↓↓↓

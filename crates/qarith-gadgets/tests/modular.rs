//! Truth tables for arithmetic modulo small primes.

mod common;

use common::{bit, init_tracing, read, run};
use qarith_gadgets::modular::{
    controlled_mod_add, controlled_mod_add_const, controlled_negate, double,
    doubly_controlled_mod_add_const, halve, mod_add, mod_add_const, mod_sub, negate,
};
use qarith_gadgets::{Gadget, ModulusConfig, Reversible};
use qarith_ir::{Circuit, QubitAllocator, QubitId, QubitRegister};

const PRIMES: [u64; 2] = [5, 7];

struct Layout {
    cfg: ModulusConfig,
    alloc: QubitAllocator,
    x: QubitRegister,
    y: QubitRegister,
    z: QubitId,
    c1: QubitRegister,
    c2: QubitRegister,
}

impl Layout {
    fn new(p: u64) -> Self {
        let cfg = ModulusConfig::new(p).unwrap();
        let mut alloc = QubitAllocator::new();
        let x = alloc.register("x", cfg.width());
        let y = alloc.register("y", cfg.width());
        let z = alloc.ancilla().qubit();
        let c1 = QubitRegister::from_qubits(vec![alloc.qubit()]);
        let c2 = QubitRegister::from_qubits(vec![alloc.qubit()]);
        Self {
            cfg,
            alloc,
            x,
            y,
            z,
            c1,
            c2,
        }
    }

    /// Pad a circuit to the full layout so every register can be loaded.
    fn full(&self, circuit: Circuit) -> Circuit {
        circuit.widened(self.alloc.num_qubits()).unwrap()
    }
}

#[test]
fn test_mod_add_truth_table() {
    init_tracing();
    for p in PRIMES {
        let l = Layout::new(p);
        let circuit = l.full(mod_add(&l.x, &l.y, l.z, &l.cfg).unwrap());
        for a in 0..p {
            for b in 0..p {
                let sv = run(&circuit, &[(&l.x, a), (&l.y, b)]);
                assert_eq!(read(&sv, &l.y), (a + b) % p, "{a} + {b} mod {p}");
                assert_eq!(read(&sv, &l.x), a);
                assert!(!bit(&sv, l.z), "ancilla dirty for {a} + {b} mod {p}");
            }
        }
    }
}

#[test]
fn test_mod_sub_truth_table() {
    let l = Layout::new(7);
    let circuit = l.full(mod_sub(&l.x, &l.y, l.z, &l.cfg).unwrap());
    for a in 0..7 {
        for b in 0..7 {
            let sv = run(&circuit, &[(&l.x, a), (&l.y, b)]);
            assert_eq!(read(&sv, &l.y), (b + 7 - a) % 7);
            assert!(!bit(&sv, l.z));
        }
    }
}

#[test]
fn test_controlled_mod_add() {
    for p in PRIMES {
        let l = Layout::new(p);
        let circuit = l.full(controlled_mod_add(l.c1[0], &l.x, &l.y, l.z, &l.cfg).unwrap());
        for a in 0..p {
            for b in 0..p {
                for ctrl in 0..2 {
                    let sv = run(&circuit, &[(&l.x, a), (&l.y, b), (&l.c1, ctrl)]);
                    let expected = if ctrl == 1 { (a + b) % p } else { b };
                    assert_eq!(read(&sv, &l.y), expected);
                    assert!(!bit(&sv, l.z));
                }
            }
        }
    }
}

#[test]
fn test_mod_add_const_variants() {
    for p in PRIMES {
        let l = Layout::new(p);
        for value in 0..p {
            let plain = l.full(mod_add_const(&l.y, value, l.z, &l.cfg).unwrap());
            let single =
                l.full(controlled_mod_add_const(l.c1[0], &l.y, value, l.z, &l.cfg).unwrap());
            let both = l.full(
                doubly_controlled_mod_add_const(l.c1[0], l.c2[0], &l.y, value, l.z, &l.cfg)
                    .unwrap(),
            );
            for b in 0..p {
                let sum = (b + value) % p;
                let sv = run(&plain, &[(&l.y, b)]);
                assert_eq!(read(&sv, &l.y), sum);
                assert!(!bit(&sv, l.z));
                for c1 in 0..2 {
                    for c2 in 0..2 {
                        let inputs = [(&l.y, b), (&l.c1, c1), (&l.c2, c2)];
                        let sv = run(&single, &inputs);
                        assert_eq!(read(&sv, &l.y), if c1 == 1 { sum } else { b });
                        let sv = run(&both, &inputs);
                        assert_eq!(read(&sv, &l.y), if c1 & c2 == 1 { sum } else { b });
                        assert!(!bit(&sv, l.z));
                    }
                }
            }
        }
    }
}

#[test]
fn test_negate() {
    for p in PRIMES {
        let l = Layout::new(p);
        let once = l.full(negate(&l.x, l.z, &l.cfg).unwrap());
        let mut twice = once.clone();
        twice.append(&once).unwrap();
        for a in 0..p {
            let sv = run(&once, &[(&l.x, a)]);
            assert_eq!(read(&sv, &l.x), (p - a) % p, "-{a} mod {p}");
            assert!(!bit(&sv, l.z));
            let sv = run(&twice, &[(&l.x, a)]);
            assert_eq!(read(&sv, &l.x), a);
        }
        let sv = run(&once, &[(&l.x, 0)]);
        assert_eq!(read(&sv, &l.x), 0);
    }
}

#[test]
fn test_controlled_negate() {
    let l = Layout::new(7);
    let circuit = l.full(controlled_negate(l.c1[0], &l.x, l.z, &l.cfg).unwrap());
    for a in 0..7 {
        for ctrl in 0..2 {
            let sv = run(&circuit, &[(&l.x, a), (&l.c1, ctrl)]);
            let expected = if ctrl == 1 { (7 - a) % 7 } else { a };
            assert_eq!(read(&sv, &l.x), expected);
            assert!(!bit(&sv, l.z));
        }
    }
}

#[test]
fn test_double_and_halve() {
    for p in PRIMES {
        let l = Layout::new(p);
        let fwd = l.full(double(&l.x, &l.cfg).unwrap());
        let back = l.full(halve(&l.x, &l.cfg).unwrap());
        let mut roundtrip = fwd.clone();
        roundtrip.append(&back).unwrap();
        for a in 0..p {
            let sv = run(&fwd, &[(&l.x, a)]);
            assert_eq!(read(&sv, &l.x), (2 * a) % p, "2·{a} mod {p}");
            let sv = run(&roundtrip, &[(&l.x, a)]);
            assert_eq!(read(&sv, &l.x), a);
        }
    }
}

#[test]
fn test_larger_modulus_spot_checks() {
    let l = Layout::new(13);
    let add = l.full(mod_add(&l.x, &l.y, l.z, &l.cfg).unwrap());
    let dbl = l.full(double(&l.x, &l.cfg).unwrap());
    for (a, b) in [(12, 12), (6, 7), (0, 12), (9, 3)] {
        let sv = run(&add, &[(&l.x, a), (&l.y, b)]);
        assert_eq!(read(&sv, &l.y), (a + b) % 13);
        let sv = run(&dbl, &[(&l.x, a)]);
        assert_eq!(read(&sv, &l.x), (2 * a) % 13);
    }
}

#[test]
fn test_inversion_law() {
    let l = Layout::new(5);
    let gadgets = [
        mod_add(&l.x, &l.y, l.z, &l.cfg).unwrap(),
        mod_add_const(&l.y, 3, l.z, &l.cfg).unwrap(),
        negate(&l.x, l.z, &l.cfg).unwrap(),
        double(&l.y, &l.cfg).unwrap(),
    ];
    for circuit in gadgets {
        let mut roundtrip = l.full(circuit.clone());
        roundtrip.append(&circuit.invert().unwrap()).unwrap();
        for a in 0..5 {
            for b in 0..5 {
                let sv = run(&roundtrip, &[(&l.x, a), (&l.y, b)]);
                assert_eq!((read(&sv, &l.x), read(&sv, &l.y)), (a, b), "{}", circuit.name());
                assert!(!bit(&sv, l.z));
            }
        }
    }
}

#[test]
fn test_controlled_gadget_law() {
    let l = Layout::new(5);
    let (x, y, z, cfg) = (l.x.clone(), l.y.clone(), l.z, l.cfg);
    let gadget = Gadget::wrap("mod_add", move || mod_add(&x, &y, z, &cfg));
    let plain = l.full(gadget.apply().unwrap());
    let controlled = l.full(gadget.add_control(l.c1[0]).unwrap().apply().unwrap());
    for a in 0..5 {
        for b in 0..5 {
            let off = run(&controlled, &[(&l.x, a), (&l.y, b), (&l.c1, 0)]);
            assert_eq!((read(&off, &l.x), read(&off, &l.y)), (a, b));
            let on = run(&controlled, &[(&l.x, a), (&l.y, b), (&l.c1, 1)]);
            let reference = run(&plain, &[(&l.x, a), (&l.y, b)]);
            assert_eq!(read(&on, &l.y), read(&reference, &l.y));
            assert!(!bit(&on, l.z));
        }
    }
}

↑↑↑
↓↓↓

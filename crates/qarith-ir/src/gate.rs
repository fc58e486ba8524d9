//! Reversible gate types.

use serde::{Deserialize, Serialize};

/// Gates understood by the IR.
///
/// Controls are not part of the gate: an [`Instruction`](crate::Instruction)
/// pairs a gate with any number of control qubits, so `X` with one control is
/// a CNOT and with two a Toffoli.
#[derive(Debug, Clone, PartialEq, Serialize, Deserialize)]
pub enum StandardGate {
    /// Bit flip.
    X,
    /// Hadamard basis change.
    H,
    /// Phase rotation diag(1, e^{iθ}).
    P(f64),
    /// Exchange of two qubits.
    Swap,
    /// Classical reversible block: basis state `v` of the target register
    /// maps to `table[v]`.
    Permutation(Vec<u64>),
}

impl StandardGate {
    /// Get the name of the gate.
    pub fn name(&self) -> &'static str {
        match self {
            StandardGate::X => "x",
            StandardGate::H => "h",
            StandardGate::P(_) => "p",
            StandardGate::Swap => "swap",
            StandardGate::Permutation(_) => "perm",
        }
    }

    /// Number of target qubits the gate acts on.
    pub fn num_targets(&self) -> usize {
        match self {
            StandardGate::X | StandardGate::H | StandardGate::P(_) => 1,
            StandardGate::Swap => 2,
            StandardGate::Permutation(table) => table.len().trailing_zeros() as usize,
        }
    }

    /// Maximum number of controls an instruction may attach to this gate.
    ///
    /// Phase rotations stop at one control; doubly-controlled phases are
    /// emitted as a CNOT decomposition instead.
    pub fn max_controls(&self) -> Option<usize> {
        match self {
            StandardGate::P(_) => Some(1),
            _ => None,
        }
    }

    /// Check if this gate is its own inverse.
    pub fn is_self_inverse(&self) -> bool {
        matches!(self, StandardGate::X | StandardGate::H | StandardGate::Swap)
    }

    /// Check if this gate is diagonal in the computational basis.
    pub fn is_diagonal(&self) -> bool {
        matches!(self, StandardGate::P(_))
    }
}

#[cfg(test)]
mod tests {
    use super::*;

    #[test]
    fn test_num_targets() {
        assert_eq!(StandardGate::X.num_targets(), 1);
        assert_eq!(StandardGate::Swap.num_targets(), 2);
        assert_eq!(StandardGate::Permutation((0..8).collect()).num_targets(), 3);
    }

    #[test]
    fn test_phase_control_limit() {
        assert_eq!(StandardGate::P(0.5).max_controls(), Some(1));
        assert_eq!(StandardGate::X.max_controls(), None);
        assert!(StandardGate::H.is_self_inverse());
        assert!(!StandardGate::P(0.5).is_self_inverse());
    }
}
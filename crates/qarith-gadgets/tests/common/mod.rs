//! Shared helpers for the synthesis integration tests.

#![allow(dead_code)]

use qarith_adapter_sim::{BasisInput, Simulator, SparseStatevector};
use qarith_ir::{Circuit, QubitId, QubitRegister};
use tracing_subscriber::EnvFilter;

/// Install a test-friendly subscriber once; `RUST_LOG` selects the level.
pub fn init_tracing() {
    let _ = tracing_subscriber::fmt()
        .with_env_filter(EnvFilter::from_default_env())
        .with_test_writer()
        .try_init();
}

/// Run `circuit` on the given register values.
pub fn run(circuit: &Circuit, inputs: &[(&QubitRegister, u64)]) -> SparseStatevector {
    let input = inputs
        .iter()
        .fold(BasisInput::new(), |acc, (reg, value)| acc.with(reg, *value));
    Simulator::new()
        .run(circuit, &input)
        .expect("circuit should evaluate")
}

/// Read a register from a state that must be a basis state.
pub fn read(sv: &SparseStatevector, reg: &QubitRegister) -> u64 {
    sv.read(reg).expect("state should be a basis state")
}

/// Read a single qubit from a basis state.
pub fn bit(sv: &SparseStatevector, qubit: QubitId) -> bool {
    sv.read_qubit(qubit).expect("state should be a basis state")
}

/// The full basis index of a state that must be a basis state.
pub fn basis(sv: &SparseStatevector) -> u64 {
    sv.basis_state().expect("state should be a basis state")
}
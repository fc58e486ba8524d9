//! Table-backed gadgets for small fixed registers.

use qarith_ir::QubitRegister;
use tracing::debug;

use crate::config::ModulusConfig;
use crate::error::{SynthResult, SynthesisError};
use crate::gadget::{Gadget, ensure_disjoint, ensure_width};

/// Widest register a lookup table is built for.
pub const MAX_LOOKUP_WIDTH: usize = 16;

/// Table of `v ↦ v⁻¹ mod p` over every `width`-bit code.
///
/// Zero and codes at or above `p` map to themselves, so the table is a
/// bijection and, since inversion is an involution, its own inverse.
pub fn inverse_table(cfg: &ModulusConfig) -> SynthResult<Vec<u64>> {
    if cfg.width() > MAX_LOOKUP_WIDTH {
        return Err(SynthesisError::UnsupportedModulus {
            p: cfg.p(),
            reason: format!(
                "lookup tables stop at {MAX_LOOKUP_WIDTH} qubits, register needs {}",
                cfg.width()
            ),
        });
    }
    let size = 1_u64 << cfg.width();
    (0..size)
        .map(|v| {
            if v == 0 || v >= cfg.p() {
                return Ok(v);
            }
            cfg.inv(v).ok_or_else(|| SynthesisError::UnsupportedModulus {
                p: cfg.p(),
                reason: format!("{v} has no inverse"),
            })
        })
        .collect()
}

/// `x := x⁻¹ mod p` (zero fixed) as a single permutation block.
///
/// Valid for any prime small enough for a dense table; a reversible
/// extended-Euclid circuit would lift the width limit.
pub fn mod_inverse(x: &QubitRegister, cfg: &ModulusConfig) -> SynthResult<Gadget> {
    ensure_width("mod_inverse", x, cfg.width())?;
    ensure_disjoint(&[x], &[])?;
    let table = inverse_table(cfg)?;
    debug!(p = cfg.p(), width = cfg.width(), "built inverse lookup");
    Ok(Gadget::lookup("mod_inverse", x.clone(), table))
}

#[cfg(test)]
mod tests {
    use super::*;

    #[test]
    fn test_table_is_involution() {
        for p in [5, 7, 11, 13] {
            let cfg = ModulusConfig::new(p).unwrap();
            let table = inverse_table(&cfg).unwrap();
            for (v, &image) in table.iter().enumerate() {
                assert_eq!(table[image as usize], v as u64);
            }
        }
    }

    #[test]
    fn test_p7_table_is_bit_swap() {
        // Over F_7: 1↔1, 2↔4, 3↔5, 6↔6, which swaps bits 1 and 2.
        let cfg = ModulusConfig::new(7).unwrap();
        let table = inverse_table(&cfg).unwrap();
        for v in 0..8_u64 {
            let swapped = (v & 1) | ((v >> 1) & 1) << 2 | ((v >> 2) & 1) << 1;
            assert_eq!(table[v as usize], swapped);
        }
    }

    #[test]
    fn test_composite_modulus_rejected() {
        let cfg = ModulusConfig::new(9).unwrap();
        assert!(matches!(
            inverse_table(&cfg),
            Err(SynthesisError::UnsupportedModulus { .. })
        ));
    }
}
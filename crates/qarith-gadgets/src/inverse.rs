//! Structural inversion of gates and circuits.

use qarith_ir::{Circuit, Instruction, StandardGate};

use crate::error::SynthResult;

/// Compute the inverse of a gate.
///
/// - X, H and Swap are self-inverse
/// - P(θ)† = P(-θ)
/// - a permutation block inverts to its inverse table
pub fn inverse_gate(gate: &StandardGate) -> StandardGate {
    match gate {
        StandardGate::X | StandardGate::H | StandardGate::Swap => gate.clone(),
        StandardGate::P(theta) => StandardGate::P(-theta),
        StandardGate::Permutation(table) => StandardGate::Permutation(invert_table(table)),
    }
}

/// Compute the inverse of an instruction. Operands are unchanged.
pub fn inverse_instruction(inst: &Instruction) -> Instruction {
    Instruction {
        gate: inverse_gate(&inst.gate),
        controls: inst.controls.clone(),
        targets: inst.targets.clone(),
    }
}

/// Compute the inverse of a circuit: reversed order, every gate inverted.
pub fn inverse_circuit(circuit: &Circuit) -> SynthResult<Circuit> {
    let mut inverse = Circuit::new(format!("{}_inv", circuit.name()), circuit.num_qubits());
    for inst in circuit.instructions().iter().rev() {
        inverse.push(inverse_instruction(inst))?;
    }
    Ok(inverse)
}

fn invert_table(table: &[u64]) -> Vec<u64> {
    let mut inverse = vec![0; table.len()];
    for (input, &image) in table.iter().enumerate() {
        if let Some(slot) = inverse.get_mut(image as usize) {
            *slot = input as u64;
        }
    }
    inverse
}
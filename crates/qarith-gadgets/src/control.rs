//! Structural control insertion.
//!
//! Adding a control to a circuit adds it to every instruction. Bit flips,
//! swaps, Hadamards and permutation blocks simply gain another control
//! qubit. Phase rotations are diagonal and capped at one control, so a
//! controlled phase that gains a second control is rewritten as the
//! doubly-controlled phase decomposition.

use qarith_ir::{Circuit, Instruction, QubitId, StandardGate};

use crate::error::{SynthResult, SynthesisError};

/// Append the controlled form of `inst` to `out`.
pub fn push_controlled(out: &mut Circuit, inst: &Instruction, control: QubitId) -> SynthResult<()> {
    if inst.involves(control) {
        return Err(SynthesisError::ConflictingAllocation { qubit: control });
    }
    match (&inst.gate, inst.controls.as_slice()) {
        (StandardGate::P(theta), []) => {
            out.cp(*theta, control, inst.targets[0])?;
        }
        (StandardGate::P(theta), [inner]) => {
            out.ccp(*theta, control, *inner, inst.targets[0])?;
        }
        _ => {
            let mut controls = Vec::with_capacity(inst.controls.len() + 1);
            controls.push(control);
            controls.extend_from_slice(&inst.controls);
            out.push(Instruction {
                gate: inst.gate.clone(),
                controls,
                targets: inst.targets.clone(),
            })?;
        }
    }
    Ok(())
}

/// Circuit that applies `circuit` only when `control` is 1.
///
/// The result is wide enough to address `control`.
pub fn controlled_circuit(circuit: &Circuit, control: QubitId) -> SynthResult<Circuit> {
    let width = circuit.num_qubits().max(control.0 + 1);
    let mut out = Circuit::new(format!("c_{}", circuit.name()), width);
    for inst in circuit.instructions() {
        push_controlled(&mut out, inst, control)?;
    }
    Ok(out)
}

↑↑↑

* _Task goal_
Show, from the records above, every line that includes "BasisInput".

* _Result for this task_
use qarith_adapter_sim::{BasisInput, Simulator, SparseStatevector};
        .fold(BasisInput::new(), |acc, (reg, value)| acc.with(reg, *value));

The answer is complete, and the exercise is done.